Turning an empty Stocks and Shares ISA into a £10,000 yearly second income is no mean feat. In fact, it may feel like a pipe dream for many new investors.
However, buying and holding high-quality UK shares inside an ISA is a tried and tested method for building a substantial passive income stream.
To accomplish this for myself, I’ll need a disciplined approach and an effective investment strategy. So with that in mind, here are the steps I’d take to kickstart my journey.
Building the capital required to target £10,000
One of the most straightforward ways to generate additional income is to invest in stocks that pay out dividends to shareholders.
However, something to note is that the money I’d need to create £10k in income from dividend stocks depends on the average yield I was able to achieve from my portfolio.
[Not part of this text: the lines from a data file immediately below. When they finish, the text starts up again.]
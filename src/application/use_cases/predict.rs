// ============================================================
// PREDICT USE CASE
// ============================================================
// Single and batch prediction against the remote service, with
// results recorded on the session.

use std::future::Future;
use std::sync::Arc;

use tracing::{info, warn};

use crate::application::use_cases::session::Session;
use crate::domain::error::{AppError, Result};
use crate::domain::prediction::{
    BatchResultSet, HealthStatus, PayloadForm, PredictRequest, SinglePrediction,
    SinglePredictionEntry,
};
use crate::domain::record::Record;
use crate::infrastructure::prediction_client::PredictionClient;

pub struct PredictUseCase {
    client: Arc<dyn PredictionClient + Send + Sync>,
    payload_form: PayloadForm,
}

impl PredictUseCase {
    pub fn new(client: Arc<dyn PredictionClient + Send + Sync>, payload_form: PayloadForm) -> Self {
        Self {
            client,
            payload_form,
        }
    }

    /// Predict one validated record and append it to the session history
    pub async fn predict_record(
        &self,
        session: &mut Session,
        record: &Record,
    ) -> Result<SinglePrediction> {
        let request = match self.payload_form {
            PayloadForm::Raw => PredictRequest::Raw(record.to_named_map()),
            PayloadForm::Features => PredictRequest::Features(record.values().to_vec()),
        };
        self.predict_single(session, request, record.values().to_vec())
            .await
    }

    /// Legacy positional form; input is sent exactly as given
    pub async fn predict_features(
        &self,
        session: &mut Session,
        features: Vec<f64>,
    ) -> Result<SinglePrediction> {
        if features.is_empty() {
            return Err(AppError::ValidationError(
                "Please enter values.".to_string(),
            ));
        }
        let request = PredictRequest::Features(features.clone());
        self.predict_single(session, request, features).await
    }

    async fn predict_single(
        &self,
        session: &mut Session,
        request: PredictRequest,
        input: Vec<f64>,
    ) -> Result<SinglePrediction> {
        let output = self.client.predict(&request).await?;
        info!(
            session_id = %session.id(),
            prediction = %output.prediction,
            probability = ?output.probability,
            "Single prediction received"
        );
        session.record_single(SinglePredictionEntry {
            input,
            output: output.clone(),
        });
        Ok(output)
    }

    /// Submit the whole buffer. Results are stored only when they align
    /// with the submitted rows.
    pub async fn predict_batch(&self, session: &mut Session) -> Result<BatchResultSet> {
        if session.buffer().is_empty() {
            return Err(AppError::ValidationError(
                "Batch is empty. Add rows or import a CSV first.".to_string(),
            ));
        }

        let matrix = session.buffer().to_ordered_matrix();
        let buffer_version = session.buffer().version();

        let response = self.client.predict_batch(&matrix).await?;

        if response.predictions.len() != matrix.len()
            || response.probabilities.len() != matrix.len()
        {
            warn!(
                rows = matrix.len(),
                predictions = response.predictions.len(),
                probabilities = response.probabilities.len(),
                "Batch response is not aligned with the submitted rows"
            );
            return Err(AppError::ServiceError(format!(
                "Service returned {} predictions and {} probabilities for {} rows",
                response.predictions.len(),
                response.probabilities.len(),
                matrix.len()
            )));
        }

        let results = BatchResultSet {
            matrix,
            predictions: response.predictions,
            probabilities: response.probabilities,
            buffer_version,
        };
        info!(session_id = %session.id(), rows = results.len(), "Batch prediction received");
        session.store_batch_results(results.clone());
        Ok(results)
    }

    pub async fn health(&self) -> Result<HealthStatus> {
        self.client.health().await
    }
}

/// Split comma-separated text into numbers, dropping entries that do not
/// parse. Returns the parsed values and how many entries were dropped.
pub fn parse_feature_list(raw: &str) -> (Vec<f64>, usize) {
    let mut dropped = 0;
    let values = raw
        .split(',')
        .filter_map(|part| match part.trim().parse::<f64>() {
            Ok(v) if v.is_finite() => Some(v),
            _ => {
                dropped += 1;
                None
            }
        })
        .collect();
    (values, dropped)
}

/// Race a request against a cancellation signal. Whichever finishes first
/// wins; a cancelled request is dropped without touching session state.
pub async fn with_cancel<T, F, C>(request: F, cancel: C) -> Result<T>
where
    F: Future<Output = Result<T>>,
    C: Future<Output = ()>,
{
    tokio::select! {
        result = request => result,
        _ = cancel => Err(AppError::Cancelled("cancelled by user".to_string())),
    }
}

#[cfg(test)]
mod tests {
    use super::*;
    use crate::domain::prediction::{BatchPredictions, HealthStatus};
    use crate::domain::schema::ColumnSchema;
    use async_trait::async_trait;
    use serde_json::{json, Map};
    use std::sync::Mutex;

    /// Records requests and answers with canned responses
    struct StubClient {
        requests: Mutex<Vec<PredictRequest>>,
        batch: Mutex<Vec<Vec<Vec<f64>>>>,
        batch_response: BatchPredictions,
    }

    impl StubClient {
        fn new(batch_response: BatchPredictions) -> Self {
            Self {
                requests: Mutex::new(Vec::new()),
                batch: Mutex::new(Vec::new()),
                batch_response,
            }
        }
    }

    #[async_trait]
    impl PredictionClient for StubClient {
        async fn predict(&self, request: &PredictRequest) -> Result<SinglePrediction> {
            self.requests.lock().unwrap().push(request.clone());
            Ok(SinglePrediction {
                prediction: json!(1),
                probability: Some(0.7),
                class_name: Some("Positive".to_string()),
                extra: Map::new(),
            })
        }

        async fn predict_batch(&self, batch: &[Vec<f64>]) -> Result<BatchPredictions> {
            self.batch.lock().unwrap().push(batch.to_vec());
            Ok(self.batch_response.clone())
        }

        async fn health(&self) -> Result<HealthStatus> {
            Ok(HealthStatus {
                status: "healthy".to_string(),
                model_loaded: true,
            })
        }
    }

    fn session() -> Session {
        let schema = Arc::new(ColumnSchema::new(["a", "b"]).unwrap());
        let mut session = Session::new(schema.clone());
        session
            .append_record(Record::from_values(schema.clone(), vec![1.0, 2.0]).unwrap())
            .unwrap();
        session
            .append_record(Record::from_values(schema, vec![3.0, 4.0]).unwrap())
            .unwrap();
        session
    }

    fn aligned() -> BatchPredictions {
        BatchPredictions {
            predictions: vec![json!(0), json!(1)],
            probabilities: vec![0.12, 0.81],
        }
    }

    #[tokio::test]
    async fn test_predict_record_uses_configured_form() {
        let stub = Arc::new(StubClient::new(aligned()));
        let use_case = PredictUseCase::new(stub.clone(), PayloadForm::Raw);
        let mut session = session();
        let record = session.buffer().records()[0].clone();

        use_case.predict_record(&mut session, &record).await.unwrap();

        let requests = stub.requests.lock().unwrap();
        assert!(matches!(&requests[0], PredictRequest::Raw(map) if map["b"] == 2.0));
        assert_eq!(session.history().len(), 1);
        assert_eq!(session.history()[0].input, vec![1.0, 2.0]);
    }

    #[tokio::test]
    async fn test_predict_features_rejects_empty_input() {
        let use_case = PredictUseCase::new(Arc::new(StubClient::new(aligned())), PayloadForm::Features);
        let mut session = session();
        let err = use_case
            .predict_features(&mut session, Vec::new())
            .await
            .unwrap_err();
        assert!(matches!(err, AppError::ValidationError(_)));
        assert!(session.history().is_empty());
    }

    #[tokio::test]
    async fn test_predict_batch_stores_aligned_results() {
        let stub = Arc::new(StubClient::new(aligned()));
        let use_case = PredictUseCase::new(stub.clone(), PayloadForm::Features);
        let mut session = session();

        let results = use_case.predict_batch(&mut session).await.unwrap();

        assert_eq!(stub.batch.lock().unwrap()[0], vec![vec![1.0, 2.0], vec![3.0, 4.0]]);
        assert_eq!(results.buffer_version, session.buffer().version());
        assert_eq!(session.current_batch_results(), Some(&results));
    }

    #[tokio::test]
    async fn test_misaligned_batch_response_stores_nothing() {
        let stub = Arc::new(StubClient::new(BatchPredictions {
            predictions: vec![json!(0)],
            probabilities: vec![0.1],
        }));
        let use_case = PredictUseCase::new(stub, PayloadForm::Features);
        let mut session = session();

        let err = use_case.predict_batch(&mut session).await.unwrap_err();
        assert!(matches!(err, AppError::ServiceError(msg) if msg.contains("for 2 rows")));
        assert!(session.current_batch_results().is_none());
    }

    #[tokio::test]
    async fn test_empty_buffer_is_rejected() {
        let stub = Arc::new(StubClient::new(aligned()));
        let use_case = PredictUseCase::new(stub.clone(), PayloadForm::Features);
        let mut session = Session::new(Arc::new(ColumnSchema::default()));

        assert!(use_case.predict_batch(&mut session).await.is_err());
        assert!(stub.batch.lock().unwrap().is_empty());
    }

    #[tokio::test]
    async fn test_with_cancel_prefers_cancellation() {
        let result: Result<u8> =
            with_cancel(std::future::pending(), std::future::ready(())).await;
        assert!(matches!(result, Err(AppError::Cancelled(_))));

        let result = with_cancel(async { Ok(7u8) }, std::future::pending()).await;
        assert_eq!(result.unwrap(), 7);
    }

    #[test]
    fn test_parse_feature_list_drops_garbage() {
        let (values, dropped) = parse_feature_list("6, 148 ,x,,72.5");
        assert_eq!(values, vec![6.0, 148.0, 72.5]);
        assert_eq!(dropped, 2);
    }
}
For example, if I only achieved a 2% average yield, I’d need to build an ISA worth £500,000. At the other extreme, achieving a staggering 12% yield would mean I’d only need an investment pot worth around £83,333.
Average yield | Size of ISA required | Yearly return |
2% | £500,000 | £10,000 |
4% | £250,000 | £10,000 |
6% | £166,666 | £10,000 |
8% | £125,000 | £10,000 |
10% | £100,000 | £10,000 |
12% | £83,333 | £10,000 |
The most likely scenario is that I’ll manage to achieve something in-between. So for illustration purposes, let’s say I obtained an average yield of 6% in the future from a portfolio consisting of dividend stocks.
This means I’ll need to build an ISA worth around £167,000.
Implementing a strategy and constructing a portfolio
The way I see it, I have two options for reaching this milestone.
I could either invest in dividend shares from the start or invest in growth stocks for now before shifting my capital into dividend stocks upon reaching the £167k mark.
If I opted for the former, my initial strategy would be to re-invest all my dividends. This way I could work towards multiplying the growth potential of my investments over time.
If I opted for the latter, my approach would be to focus on investing in high-potential companies. Such businesses tend to provide higher returns than income stocks over the long term.
Either way, if I invested £300 a month and achieved an annual return of 8%, I’d have an ISA worth approximately £170,000 after 20 years.
Patience through market volatility
Needless to say, but my plan is contingent on achieving a particular rate of return and average yield.
Since markets are unpredictable, there’s no guarantee I could make this work within my proposed timeframe. After all, growth stocks can be volatile and dividends are never guaranteed.
Nevertheless, through a combination of prudent investment choices, patience, and my ability to harness the power of compounding returns, I could steadily work towards building an ISA big enough to earn me a £10,000 yearly second income.